We think that knowing the numbers will somehow result in “clarity” and an action plan forward.
We think that taking dozens of supplements per day somehow guarantees our longevity.
We think that looking “somewhere” for our solutions, which usually are just numbers, will help us know what to do next.
And ultimately, we begin developing the habit of looking somewhere other than our body for solutions that, ironically, are inside our own body.
Here’s why I don’t think the quantified self movement will do much for us.
Technology Doesn’t Help You Know Your (Real) Self
Gadgets don’t help you know yourself.
Do you really need a heart rate monitor to tell you when you are breathing so heavy that you’re almost puking?
Do you need a sleep tracker to tell you when you’ve had a poor night of sleep?

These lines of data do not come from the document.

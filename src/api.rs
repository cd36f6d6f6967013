//! Typed endpoints of the learning-content API.
//!
//! [`Api`] builds [`Query`] subscriptions for reads and [`Mutation`] runners for
//! writes, all sharing one [`QueryClient`]. Cache keys come from [`keys`] so
//! callers can invalidate exactly what a write affected:
//!
//! ```rust,no_run
//! # async fn demo(api: recall::api::Api) {
//! use recall::api::{NewTag, keys};
//!
//! let create = api.create_tag();
//! if create.run(NewTag::new("math")).await.is_ok() {
//!     api.queries().invalidate(&keys::tags());
//! }
//! # }
//! ```

use std::str::FromStr;
use std::sync::Arc;

use chrono::{DateTime, Utc};
use futures::FutureExt;
use serde::de::value::Error as ValueError;
use serde::de::{DeserializeOwned, IntoDeserializer};
use serde::{Deserialize, Serialize};

use crate::subscription::http::{
    HttpClient, Method, Mutation, MutationError, Query, QueryClient, QueryError, QueryKey,
    QueryOptions,
};

/// Searches shorter than this are never sent.
pub const MIN_SEARCH_LEN: usize = 2;

/// Cache key builders, one per endpoint.
pub mod keys {
    use super::ResultType;
    use crate::query_key;
    use crate::subscription::http::QueryKey;

    /// Prefix shared by every search key.
    #[must_use]
    pub fn search_all() -> QueryKey {
        query_key!["search"]
    }

    #[must_use]
    pub fn search(query: &str, result_type: Option<ResultType>) -> QueryKey {
        search_all()
            .with(query)
            .with(result_type.map(ResultType::as_str))
    }

    #[must_use]
    pub fn tags() -> QueryKey {
        query_key!["/api/tags"]
    }

    #[must_use]
    pub fn flashcard_set(id: i64) -> QueryKey {
        query_key!["/api/flashcard-sets", id]
    }

    #[must_use]
    pub fn idea_set(id: i64) -> QueryKey {
        query_key!["/api/idea-sets", id]
    }

    #[must_use]
    pub fn report(id: i64) -> QueryKey {
        query_key!["/api/reports", id]
    }
}

#[derive(Debug, Clone, Copy, PartialEq, Eq, Hash, Serialize, Deserialize)]
#[serde(rename_all = "lowercase")]
pub enum ResultType {
    Video,
    Report,
    Flashcard,
    Idea,
}

impl ResultType {
    #[must_use]
    pub const fn as_str(self) -> &'static str {
        match self {
            Self::Video => "video",
            Self::Report => "report",
            Self::Flashcard => "flashcard",
            Self::Idea => "idea",
        }
    }
}

/// Parses the serde wire name.
impl FromStr for ResultType {
    type Err = ValueError;

    fn from_str(s: &str) -> Result<Self, Self::Err> {
        Self::deserialize(IntoDeserializer::<ValueError>::into_deserializer(s))
    }
}

#[derive(Debug, Clone, PartialEq, Serialize, Deserialize)]
#[serde(rename_all = "camelCase")]
pub struct SearchResult {
    pub id: i64,
    #[serde(rename = "type")]
    pub result_type: ResultType,
    pub title: String,
    pub excerpt: String,
    pub created_at: DateTime<Utc>,
    pub score: i64,
}

#[derive(Debug, Clone, Default, PartialEq, Serialize, Deserialize)]
pub struct SearchResponse {
    pub results: Vec<SearchResult>,
}

#[derive(Debug, Clone, PartialEq, Eq, Serialize, Deserialize)]
#[serde(rename_all = "camelCase")]
pub struct Tag {
    pub id: i64,
    pub user_id: String,
    pub name: String,
    #[serde(default)]
    pub color: Option<String>,
    pub created_at: DateTime<Utc>,
}

/// Body of `POST /api/tags`. The owner is taken from the request, not the body.
#[derive(Debug, Clone, PartialEq, Eq, Serialize, Deserialize)]
pub struct NewTag {
    pub name: String,
    #[serde(default, skip_serializing_if = "Option::is_none")]
    pub color: Option<String>,
}

impl NewTag {
    pub fn new(name: impl Into<String>) -> Self {
        Self {
            name: name.into(),
            color: None,
        }
    }

    #[must_use]
    pub fn with_color(mut self, color: impl Into<String>) -> Self {
        self.color = Some(color.into());
        self
    }
}

#[derive(Debug, Clone, PartialEq, Eq, Serialize, Deserialize)]
#[serde(rename_all = "camelCase")]
pub struct Flashcard {
    pub id: i64,
    pub flashcard_set_id: i64,
    pub question: String,
    pub answer: String,
    pub created_at: DateTime<Utc>,
}

#[derive(Debug, Clone, PartialEq, Eq, Serialize, Deserialize)]
#[serde(rename_all = "camelCase")]
pub struct FlashcardSet {
    pub id: i64,
    pub video_id: i64,
    pub title: String,
    #[serde(default)]
    pub description: Option<String>,
    pub created_at: DateTime<Utc>,
    #[serde(default)]
    pub flashcards: Vec<Flashcard>,
}

#[derive(Debug, Clone, PartialEq, Eq, Serialize, Deserialize)]
#[serde(rename_all = "camelCase")]
pub struct Idea {
    pub id: i64,
    pub idea_set_id: i64,
    pub content: String,
    pub created_at: DateTime<Utc>,
}

#[derive(Debug, Clone, PartialEq, Eq, Serialize, Deserialize)]
#[serde(rename_all = "camelCase")]
pub struct IdeaSet {
    pub id: i64,
    pub video_id: i64,
    /// `blog_titles`, `social_media_hooks` or `questions`.
    #[serde(rename = "type")]
    pub kind: String,
    pub created_at: DateTime<Utc>,
    #[serde(default)]
    pub ideas: Vec<Idea>,
}

#[derive(Debug, Clone, PartialEq, Eq, Serialize, Deserialize)]
#[serde(rename_all = "camelCase")]
pub struct Report {
    pub id: i64,
    pub video_id: i64,
    pub title: String,
    pub content: String,
    /// `medium` or `linkedin`.
    #[serde(rename = "type")]
    pub kind: String,
    pub created_at: DateTime<Utc>,
}

/// Entry point for reads and writes against the API.
///
/// Cloning is cheap; clones share the HTTP connection pool and the query cache.
#[derive(Debug, Clone)]
pub struct Api {
    http: HttpClient,
    queries: Arc<QueryClient>,
}

impl Api {
    #[must_use]
    pub const fn new(http: HttpClient, queries: Arc<QueryClient>) -> Self {
        Self { http, queries }
    }

    #[must_use]
    pub const fn http(&self) -> &HttpClient {
        &self.http
    }

    #[must_use]
    pub const fn queries(&self) -> &Arc<QueryClient> {
        &self.queries
    }

    /// Full-text search. Disabled until `query` has [`MIN_SEARCH_LEN`] characters.
    #[must_use]
    pub fn search(&self, query: &str, result_type: Option<ResultType>) -> Query<SearchResponse> {
        let http = self.http.clone();
        let text = query.to_owned();
        let enabled = query.chars().count() >= MIN_SEARCH_LEN;

        Query::new(
            keys::search(query, result_type),
            move || {
                let http = http.clone();
                let text = text.clone();
                async move { fetch_search(&http, &text, result_type).await }.boxed()
            },
            self.queries.clone(),
        )
        .with_options(QueryOptions::new().enabled(enabled))
    }

    /// Tags of the current user.
    #[must_use]
    pub fn tags(&self) -> Query<Vec<Tag>> {
        self.get(keys::tags(), "/api/tags".to_owned())
    }

    #[must_use]
    pub fn flashcard_set(&self, id: i64) -> Query<FlashcardSet> {
        self.get(keys::flashcard_set(id), format!("/api/flashcard-sets/{id}"))
    }

    #[must_use]
    pub fn idea_set(&self, id: i64) -> Query<IdeaSet> {
        self.get(keys::idea_set(id), format!("/api/idea-sets/{id}"))
    }

    #[must_use]
    pub fn report(&self, id: i64) -> Query<Report> {
        self.get(keys::report(id), format!("/api/reports/{id}"))
    }

    /// Creates a tag. Invalidating [`keys::tags`] afterwards is up to the caller.
    #[must_use]
    pub fn create_tag(&self) -> Mutation<NewTag, Tag> {
        let http = self.http.clone();
        Mutation::new(move |tag: NewTag| {
            let http = http.clone();
            async move {
                http.send_json(Method::POST, "/api/tags", &tag)
                    .await
                    .map_err(MutationError::from)
            }
            .boxed()
        })
    }

    fn get<V>(&self, key: QueryKey, path: String) -> Query<V>
    where
        V: DeserializeOwned + Clone + Send + Sync + 'static,
    {
        let http = self.http.clone();
        Query::new(
            key,
            move || {
                let http = http.clone();
                let path = path.clone();
                async move { http.get_json(&path).await.map_err(QueryError::from) }.boxed()
            },
            self.queries.clone(),
        )
    }
}

async fn fetch_search(
    http: &HttpClient,
    text: &str,
    result_type: Option<ResultType>,
) -> Result<SearchResponse, QueryError> {
    let mut params = vec![("q", text)];
    if let Some(result_type) = result_type {
        params.push(("type", result_type.as_str()));
    }
    let response = http
        .request_with_query::<()>(Method::GET, "/api/search", &params, None)
        .await?;
    Ok(response.json()?)
}

#[cfg(test)]
mod tests {
    use super::*;
    use crate::query_key;

    #[test]
    fn test_search_keys() {
        assert_eq!(
            keys::search("ab", None),
            query_key!["search", "ab", None::<&str>]
        );
        assert_eq!(
            keys::search("ab", Some(ResultType::Idea)),
            query_key!["search", "ab", "idea"]
        );
        assert!(keys::search("ab", None).starts_with(&keys::search_all()));
    }

    #[test]
    fn test_resource_keys_are_isolated() {
        assert_ne!(keys::flashcard_set(1), keys::idea_set(1));
        assert_ne!(keys::report(1), keys::report(2));
    }

    #[test]
    fn test_search_enablement() {
        let http = HttpClient::new("http://127.0.0.1:9").expect("client");
        let api = Api::new(http, Arc::new(QueryClient::new()));

        assert!(!api.search("", None).options().enabled);
        assert!(!api.search("a", None).options().enabled);
        assert!(api.search("ab", None).options().enabled);
        assert!(!api.search("é", None).options().enabled);
    }

    #[test]
    fn test_tag_wire_format() {
        let json = serde_json::json!({
            "id": 4,
            "userId": "u1",
            "name": "math",
            "color": null,
            "createdAt": "2024-05-01T10:00:00Z",
        });
        let tag: Tag = serde_json::from_value(json).expect("deserialize");
        assert_eq!(tag.user_id, "u1");
        assert_eq!(tag.color, None);

        let body = serde_json::to_value(NewTag::new("math")).expect("serialize");
        assert_eq!(body, serde_json::json!({ "name": "math" }));
    }

    #[test]
    fn test_result_type_names() {
        for kind in [
            ResultType::Video,
            ResultType::Report,
            ResultType::Flashcard,
            ResultType::Idea,
        ] {
            let wire = serde_json::to_value(kind).expect("serialize");
            assert_eq!(wire, serde_json::json!(kind.as_str()));
            assert_eq!(kind.as_str().parse::<ResultType>().ok(), Some(kind));
        }
        assert!("summary".parse::<ResultType>().is_err());
        assert!("Video".parse::<ResultType>().is_err());
    }
}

Or that you snored for 20 minutes of that sleep?
Do you need a food-tracking app to help you understand when you feel full, or when you’ve over eaten? Or what about when you’ve eaten healthy versus eaten poorly?

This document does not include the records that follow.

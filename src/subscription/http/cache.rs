use std::any::Any;
use std::time::Duration;

use futures::future::{BoxFuture, Shared};
use tokio::time::Instant;

use super::key::QueryKey;
use super::query::{QueryError, QueryResult, QueryState};

/// The fetch future shared by every caller that coalesces onto it.
pub(crate) type SharedFetch<V> = Shared<BoxFuture<'static, Result<V, QueryError>>>;

/// Lifecycle of a cache entry.
#[derive(Debug, Clone, Copy, PartialEq, Eq)]
pub enum QueryStatus {
    Idle,
    Pending,
    Success,
    Error,
}

/// A cached entry with timestamp, staleness and fetch-generation information.
///
/// `data` survives failed and pending refetches as last-known-good; it is only
/// reported as current while `status` is [`QueryStatus::Success`].
pub struct CacheEntry<V> {
    pub status: QueryStatus,
    pub data: Option<V>,
    pub error: Option<QueryError>,
    pub last_fetched_at: Option<Instant>,
    pub is_stale: bool,
    generation: u64,
    in_flight: Option<(u64, SharedFetch<V>)>,
    /// Set when the entry is invalidated while the current generation is in
    /// flight; its result is stored but stays stale.
    invalidated_in_flight: bool,
}

impl<V: Clone> CacheEntry<V> {
    /// Creates an idle entry with no data.
    pub const fn new() -> Self {
        Self {
            status: QueryStatus::Idle,
            data: None,
            error: None,
            last_fetched_at: None,
            is_stale: false,
            generation: 0,
            in_flight: None,
            invalidated_in_flight: false,
        }
    }

    /// Generation of the most recently issued fetch.
    pub const fn generation(&self) -> u64 {
        self.generation
    }

    /// Checks if this entry is stale based on the given stale time.
    ///
    /// An entry that has never completed a fetch is always stale.
    pub fn check_staleness(&mut self, stale_time: Duration) -> bool {
        match self.last_fetched_at {
            Some(at) if at.elapsed() >= stale_time => self.is_stale = true,
            None => self.is_stale = true,
            Some(_) => {}
        }
        self.is_stale
    }

    /// Returns `true` if cached data can be served without fetching.
    pub fn is_fresh(&mut self, stale_time: Duration) -> bool {
        self.status == QueryStatus::Success && !self.check_staleness(stale_time)
    }

    /// Marks this entry as stale and detaches any in-flight fetch so the next
    /// subscriber starts a new generation.
    ///
    /// A detached fetch that lands before that generation is issued still
    /// fills the entry, but the entry remains stale.
    pub fn mark_stale(&mut self) {
        self.is_stale = true;
        if self.in_flight.take().is_some() {
            self.invalidated_in_flight = true;
        }
    }

    /// The fetch currently in flight, if any.
    pub fn in_flight(&self) -> Option<(u64, SharedFetch<V>)> {
        self.in_flight.clone()
    }

    /// Registers a new fetch and returns its generation.
    pub fn begin(&mut self, fetch: SharedFetch<V>) -> u64 {
        self.generation += 1;
        self.status = QueryStatus::Pending;
        self.in_flight = Some((self.generation, fetch));
        self.invalidated_in_flight = false;
        self.generation
    }

    /// Applies the outcome of the fetch issued as `generation`.
    ///
    /// Returns `false` and leaves the entry untouched when a newer fetch has
    /// been issued since.
    pub fn settle(&mut self, generation: u64, outcome: Result<V, QueryError>) -> bool {
        if generation != self.generation {
            return false;
        }
        self.in_flight = None;
        match outcome {
            Ok(data) => {
                self.data = Some(data);
                self.error = None;
                self.status = QueryStatus::Success;
                self.last_fetched_at = Some(Instant::now());
                self.is_stale = self.invalidated_in_flight;
            }
            Err(error) => {
                self.error = Some(error);
                self.status = QueryStatus::Error;
            }
        }
        true
    }

    /// Updates the entry with new data, resetting timestamp and staleness.
    ///
    /// Supersedes any fetch in flight.
    pub fn update(&mut self, data: V) {
        self.generation += 1;
        self.in_flight = None;
        self.invalidated_in_flight = false;
        self.data = Some(data);
        self.error = None;
        self.status = QueryStatus::Success;
        self.last_fetched_at = Some(Instant::now());
        self.is_stale = false;
    }

    /// Checks if this entry should be garbage collected based on cache time.
    pub fn should_gc(&self, cache_time: Duration) -> bool {
        self.in_flight.is_none()
            && self
                .last_fetched_at
                .is_none_or(|at| at.elapsed() > cache_time)
    }

    /// Builds the externally visible result for this entry.
    pub fn snapshot(&self, key: &QueryKey) -> QueryResult<V> {
        let state = match self.status {
            QueryStatus::Idle => QueryState::Idle,
            QueryStatus::Pending => QueryState::Loading {
                previous: self.data.clone(),
            },
            QueryStatus::Success => match &self.data {
                Some(data) => QueryState::Success {
                    data: data.clone(),
                    is_stale: self.is_stale,
                },
                None => QueryState::Idle,
            },
            QueryStatus::Error => QueryState::Error {
                error: self
                    .error
                    .clone()
                    .unwrap_or_else(|| QueryError::Fetch("unknown error".to_owned())),
                previous: self.data.clone(),
            },
        };
        QueryResult {
            key: key.clone(),
            state,
        }
    }
}

impl<V: Clone> Default for CacheEntry<V> {
    fn default() -> Self {
        Self::new()
    }
}

/// Type-erased view of a [`CacheEntry`] used by key-based operations that do not
/// know the value type, such as prefix invalidation and garbage collection.
pub(crate) trait ErasedEntry: Send + Sync {
    fn mark_stale(&mut self);
    fn should_gc(&self, cache_time: Duration) -> bool;
    fn as_any(&self) -> &dyn Any;
    fn as_any_mut(&mut self) -> &mut dyn Any;
}

impl<V> ErasedEntry for CacheEntry<V>
where
    V: Clone + Send + Sync + 'static,
{
    fn mark_stale(&mut self) {
        Self::mark_stale(self);
    }

    fn should_gc(&self, cache_time: Duration) -> bool {
        Self::should_gc(self, cache_time)
    }

    fn as_any(&self) -> &dyn Any {
        self
    }

    fn as_any_mut(&mut self) -> &mut dyn Any {
        self
    }
}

Do you even need a scale to tell you how you look with your shirt off, staring into the mirror?
The Numbers Don’t Tell You The Right Kind of Information to Help You
Last year, I was overworking quite a lot and started having heart palpitations every day. One day, after enduring a few months of this, I decided to go to Zoomcare, and go get everything checked out.
We did blood work, EKGs, checked sodium and potassium levels, and yet, everything was normal.
The “numbers” were all normal. I was normal. Nothing was “wrong.”
Well, I sure as hell felt something was wrong, considering I was having heart palpitations every day.
Was that exam worth it?
Did it do anything?
Did it tell me anything?
The biomedical approach is to always look at the numbers on the sheet, and even if the patient doesn’t feel well, assume they are well. Or that it’s just stress. Or that it’s trauma or some psychological issue that needs to be referred to a shrink.
These just aren’t true (at least not in all cases).
Unfortunately, even just in my second year of studying medicine we see this a lot with patients, patients who are told “they’re fine” but they don’t feel fine. They feel sick.
They get the whole ringer of exams, and naturally, everything comes back normal.
There’s “nothing” wrong or “nothing” there.
Which one as the physician are you going to pay more attention to?
Which one as the sick patient are you going to pay attention to?
How you feel, or what the numbers say?
Conventional medicine gets itself in trouble here a lot.
If there isn’t something structurally wrong, it essentially does not exist and cannot be treated – and you need to see a shrink.
The problem is, as a society, we’re already all looking outward.
We look at Instagram to see how we should (apparently) be living and looking like, and what we should be valuing.
We look at our smartwatch to see how many steps we took, rather than internally to see how we feel, or just looking in the mirror.
And we think that having a personal, robotic assistant to yell, “Stand up for 5 minutes, take a break, and do some jumping jacks” is really going to be the biggest win in our quality of life.
But does it really change anything – besides looking outside for the solutions to your problems?